Records for this exercise:
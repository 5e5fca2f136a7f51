use std::{
    collections::BTreeMap,
    io::{BufRead, BufReader},
    path::Path,
};

use indexmap::IndexMap;
use lavender_common::{codec, fs::write_atomic, CommonError, Md5};

use crate::{
    error::{IndexError, IndexResult},
    label::Label,
};

/// File name of the all-index inside an index directory.
pub const ALL_IDX: &str = "all.idx";

#[derive(Debug, Clone, Copy)]
struct Destination {
    md5: Md5,
    references: usize,
}

/// Labels keyed by original path, with a reference count per destination.
///
/// Two labels may share a destination only if they carry the same md5, so a
/// destination always identifies exactly one content.
///
/// In the all-index every destination is a single reference label; its count
/// is the number of modules using it and only lives in memory.
#[derive(Debug, Clone, Default)]
pub struct Index {
    labels: IndexMap<String, Label>,
    destinations: BTreeMap<String, Destination>,
}

impl Index {
    pub fn new() -> Self {
        Self::default()
    }

    /// Loads an index file. A missing file is [`IndexError::NotFound`].
    pub fn load(path: &Path) -> IndexResult<Self> {
        let file = match std::fs::File::open(path) {
            Ok(file) => file,
            Err(e) if e.kind() == std::io::ErrorKind::NotFound => {
                return Err(IndexError::NotFound(path.to_path_buf()))
            }
            Err(source) => {
                return Err(IndexError::Io {
                    path: path.to_path_buf(),
                    source,
                })
            }
        };

        let mut index = Index::new();
        for (number, line) in BufReader::new(file).lines().enumerate() {
            let line = line.map_err(|source| IndexError::Io {
                path: path.to_path_buf(),
                source,
            })?;
            if line.is_empty() {
                continue;
            }
            let label = Self::parse_line(&line).map_err(|source| IndexError::Malformed {
                path: path.to_path_buf(),
                line: number + 1,
                source,
            })?;
            index.add(label)?;
        }

        tracing::debug!("loaded {} labels from {}", index.len(), path.display());
        Ok(index)
    }

    /// Like [`Index::load`], but a missing file yields an empty index.
    pub fn load_or_empty(path: &Path) -> IndexResult<Self> {
        match Self::load(path) {
            Err(IndexError::NotFound(_)) => Ok(Index::new()),
            other => other,
        }
    }

    fn parse_line(line: &str) -> lavender_common::CommonResult<Label> {
        let [original, lavendelized, md5]: [String; 3] = codec::decode_line(line, 3)?
            .try_into()
            .map_err(|fields: Vec<String>| CommonError::FieldCount {
                expected: 3,
                found: fields.len(),
            })?;
        Ok(Label::new(original, lavendelized, Md5::from_hex(&md5)?))
    }

    /// Writes the index to `path` via temp file and rename.
    pub fn save(&self, path: &Path) -> IndexResult<()> {
        write_atomic(path, self.serialize().as_bytes())?;
        tracing::debug!("saved {} labels to {}", self.len(), path.display());
        Ok(())
    }

    pub fn serialize(&self) -> String {
        let mut out = String::new();
        for label in self.labels.values() {
            let md5 = label.md5().to_hex();
            out.push_str(&codec::encode_line(&[
                label.original_path(),
                label.lavendelized_path(),
                md5.as_str(),
            ]));
            out.push('\n');
        }
        out
    }

    pub fn lookup(&self, original_path: &str) -> Option<&Label> {
        self.labels.get(original_path)
    }

    /// Adds `label`, replacing a label with the same original path. Returns
    /// the replaced label.
    pub fn add(&mut self, label: Label) -> IndexResult<Option<Label>> {
        if let Some(existing) = self.destinations.get(label.lavendelized_path()) {
            let replaces_sole_reference = existing.references == 1
                && self
                    .labels
                    .get(label.original_path())
                    .is_some_and(|prev| prev.lavendelized_path() == label.lavendelized_path());
            if existing.md5 != label.md5() && !replaces_sole_reference {
                return Err(IndexError::DestinationConflict {
                    destination: label.lavendelized_path().to_string(),
                    existing: existing.md5,
                    new: label.md5(),
                });
            }
        }

        let previous = self.remove(label.original_path());
        self.destinations
            .entry(label.lavendelized_path().to_string())
            .and_modify(|d| {
                d.md5 = label.md5();
                d.references += 1;
            })
            .or_insert(Destination {
                md5: label.md5(),
                references: 1,
            });
        self.labels.insert(label.original_path().to_string(), label);
        Ok(previous)
    }

    /// Removes the label for `original_path`.
    pub fn remove(&mut self, original_path: &str) -> Option<Label> {
        let label = self.labels.shift_remove(original_path)?;
        if let Some(destination) = self.destinations.get_mut(label.lavendelized_path()) {
            destination.references -= 1;
            if destination.references == 0 {
                self.destinations.remove(label.lavendelized_path());
            }
        }
        Some(label)
    }

    /// Inserts or overwrites the all-index entry for `destination`. An
    /// existing entry gains one more reference.
    pub fn add_reference(&mut self, destination: &str, md5: Md5) {
        let references = match self.labels.get(destination) {
            Some(label) if label.lavendelized_path() == destination => self
                .destinations
                .get(destination)
                .map_or(1, |d| d.references + 1),
            _ => 1,
        };
        self.remove(destination);
        // the only label left that could share the destination is gone now
        self.destinations.remove(destination);
        self.destinations
            .insert(destination.to_string(), Destination { md5, references });
        self.labels
            .insert(destination.to_string(), Label::reference(destination, md5));
    }

    /// Drops one reference to `destination`, removing the entry with the
    /// last one. Returns whether the entry existed.
    pub fn remove_reference_opt(&mut self, destination: &str) -> bool {
        let is_reference = self
            .labels
            .get(destination)
            .is_some_and(|label| label.lavendelized_path() == destination);
        match self.destinations.get_mut(destination) {
            Some(d) if is_reference && d.references > 1 => {
                d.references -= 1;
                true
            }
            _ => self.remove(destination).is_some(),
        }
    }

    /// How many references the all-index entry for `destination` holds.
    pub fn references(&self, destination: &str) -> usize {
        self.destinations.get(destination).map_or(0, |d| d.references)
    }

    /// The md5 stored for `destination`, if any label points there.
    pub fn destination_md5(&self, destination: &str) -> Option<Md5> {
        self.destinations.get(destination).map(|d| d.md5)
    }

    /// Distinct destinations with their md5, sorted by destination.
    pub fn destinations(&self) -> impl Iterator<Item = (&str, Md5)> {
        self.destinations.iter().map(|(k, d)| (k.as_str(), d.md5))
    }

    pub fn iter(&self) -> impl Iterator<Item = &Label> {
        self.labels.values()
    }

    pub fn len(&self) -> usize {
        self.labels.len()
    }

    pub fn is_empty(&self) -> bool {
        self.labels.is_empty()
    }
}

impl PartialEq for Index {
    fn eq(&self, other: &Self) -> bool {
        self.labels.len() == other.labels.len()
            && self
                .labels
                .iter()
                .all(|(original, label)| other.labels.get(original) == Some(label))
    }
}

impl Eq for Index {}

impl<'a> IntoIterator for &'a Index {
    type Item = &'a Label;
    type IntoIter = indexmap::map::Values<'a, String, Label>;

    fn into_iter(self) -> Self::IntoIter {
        self.labels.values()
    }
}

#[cfg(test)]
mod tests {
    use super::*;

    fn md5(s: &str) -> Md5 {
        Md5::digest(s.as_bytes())
    }

    #[test]
    fn serialize_writes_one_line_per_label() {
        let mut index = Index::new();
        index
            .add(Label::new("img/a.gif", "abc/def/a.gif", md5("a")))
            .unwrap();
        index
            .add(Label::new("img/b.gif", "123/456/b.gif", md5("b")))
            .unwrap();

        let expected = format!(
            "{}\n{}\n",
            codec::encode_line(&["img/a.gif", "abc/def/a.gif", &md5("a").to_hex()]),
            codec::encode_line(&["img/b.gif", "123/456/b.gif", &md5("b").to_hex()]),
        );
        assert_eq!(index.serialize(), expected);
        assert_eq!(Index::new().serialize(), "");
    }

    #[test]
    fn lookup_by_original_path() {
        let mut index = Index::new();
        index
            .add(Label::new("img/a.gif", "abc/def/a.gif", md5("a")))
            .unwrap();

        let label = index.lookup("img/a.gif").unwrap();
        assert_eq!(label.lavendelized_path(), "abc/def/a.gif");
        assert!(index.lookup("img/b.gif").is_none());
    }

    #[test]
    fn equality_ignores_insertion_order() {
        let a = Label::new("a", "x/a", md5("a"));
        let b = Label::new("b", "x/b", md5("b"));

        let mut left = Index::new();
        left.add(a.clone()).unwrap();
        left.add(b.clone()).unwrap();
        let mut right = Index::new();
        right.add(b).unwrap();
        right.add(a).unwrap();

        assert_eq!(left, right);
        right.remove("a");
        assert_ne!(left, right);
    }

    #[test]
    fn identical_content_may_share_a_destination() {
        let mut index = Index::new();
        index.add(Label::new("a/logo.png", "123/logo.png", md5("logo"))).unwrap();
        index.add(Label::new("b/logo.png", "123/logo.png", md5("logo"))).unwrap();
        assert_eq!(index.destinations().count(), 1);

        index.remove("a/logo.png");
        assert_eq!(index.destination_md5("123/logo.png"), Some(md5("logo")));
        index.remove("b/logo.png");
        assert_eq!(index.destination_md5("123/logo.png"), None);
    }

    #[test]
    fn conflicting_content_for_one_destination_is_rejected() {
        let mut index = Index::new();
        index.add(Label::new("a.css", "a.css", md5("one"))).unwrap();
        index.add(Label::new("b.css", "a.css", md5("one"))).unwrap();

        let err = index.add(Label::new("c.css", "a.css", md5("two"))).unwrap_err();
        assert!(matches!(err, IndexError::DestinationConflict { .. }));
    }

    #[test]
    fn relabeling_the_sole_reference_is_allowed() {
        let mut index = Index::new();
        index.add(Label::new("a.css", "a.css", md5("one"))).unwrap();
        let previous = index.add(Label::new("a.css", "a.css", md5("two"))).unwrap();

        assert_eq!(previous.unwrap().md5(), md5("one"));
        assert_eq!(index.destination_md5("a.css"), Some(md5("two")));
    }

    #[test]
    fn references_insert_overwrite_and_remove() {
        let mut all = Index::new();
        all.add_reference("x/y.gif", md5("1"));
        all.add_reference("x/y.gif", md5("2"));

        assert_eq!(all.len(), 1);
        assert_eq!(all.destination_md5("x/y.gif"), Some(md5("2")));
        assert!(all.remove_reference_opt("x/y.gif"));
        assert!(all.remove_reference_opt("x/y.gif"));
        assert!(!all.remove_reference_opt("x/y.gif"));
        assert!(all.is_empty());
    }

    #[test]
    fn shared_reference_survives_until_the_last_user_leaves() {
        let mut all = Index::new();
        all.add_reference("96d/logo.png", md5("logo"));
        all.add_reference("96d/logo.png", md5("logo"));
        assert_eq!(all.len(), 1);
        assert_eq!(all.references("96d/logo.png"), 2);

        assert!(all.remove_reference_opt("96d/logo.png"));
        assert_eq!(all.destination_md5("96d/logo.png"), Some(md5("logo")));
        assert!(all.remove_reference_opt("96d/logo.png"));
        assert_eq!(all.references("96d/logo.png"), 0);
        assert!(all.is_empty());
    }

    #[test]
    fn destinations_are_sorted() {
        let mut index = Index::new();
        index.add(Label::new("z", "c/z", md5("z"))).unwrap();
        index.add(Label::new("a", "a/a", md5("a"))).unwrap();
        index.add(Label::new("m", "b/m", md5("m"))).unwrap();
        let destinations: Vec<&str> = index.destinations().map(|(d, _)| d).collect();
        assert_eq!(destinations, ["a/a", "b/m", "c/z"]);
    }

    #[test]
    fn missing_file_is_not_found_but_loads_empty_on_request() {
        let dir = tempfile::tempdir().expect("temp dir");
        let path = dir.path().join("nope.idx");

        assert!(matches!(Index::load(&path), Err(IndexError::NotFound(_))));
        assert!(Index::load_or_empty(&path).unwrap().is_empty());
    }

    #[test]
    fn malformed_file_names_the_line() {
        let dir = tempfile::tempdir().expect("temp dir");
        let path = dir.path().join("broken.idx");
        let good = codec::encode_line(&["a", "b", &md5("a").to_hex()]);
        std::fs::write(&path, format!("{good}\n\na::b::nothex\n")).unwrap();

        match Index::load(&path) {
            Err(IndexError::Malformed { line, .. }) => assert_eq!(line, 3),
            other => panic!("expected malformed error, got {other:?}"),
        }
    }
}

Work to complete: From the records above, transcribe exactly the run of lines that opens with the line holding "exactly one content." and closes with the line holding "pub fn load(path: &Path)", both included.

Response for this exercise:
/// destination always identifies exactly one content.
///
/// In the all-index every destination is a single reference label; its count
/// is the number of modules using it and only lives in memory.
#[derive(Debug, Clone, Default)]
pub struct Index {
    labels: IndexMap<String, Label>,
    destinations: BTreeMap<String, Destination>,
}

impl Index {
    pub fn new() -> Self {
        Self::default()
    }

    /// Loads an index file. A missing file is [`IndexError::NotFound`].
    pub fn load(path: &Path) -> IndexResult<Self> {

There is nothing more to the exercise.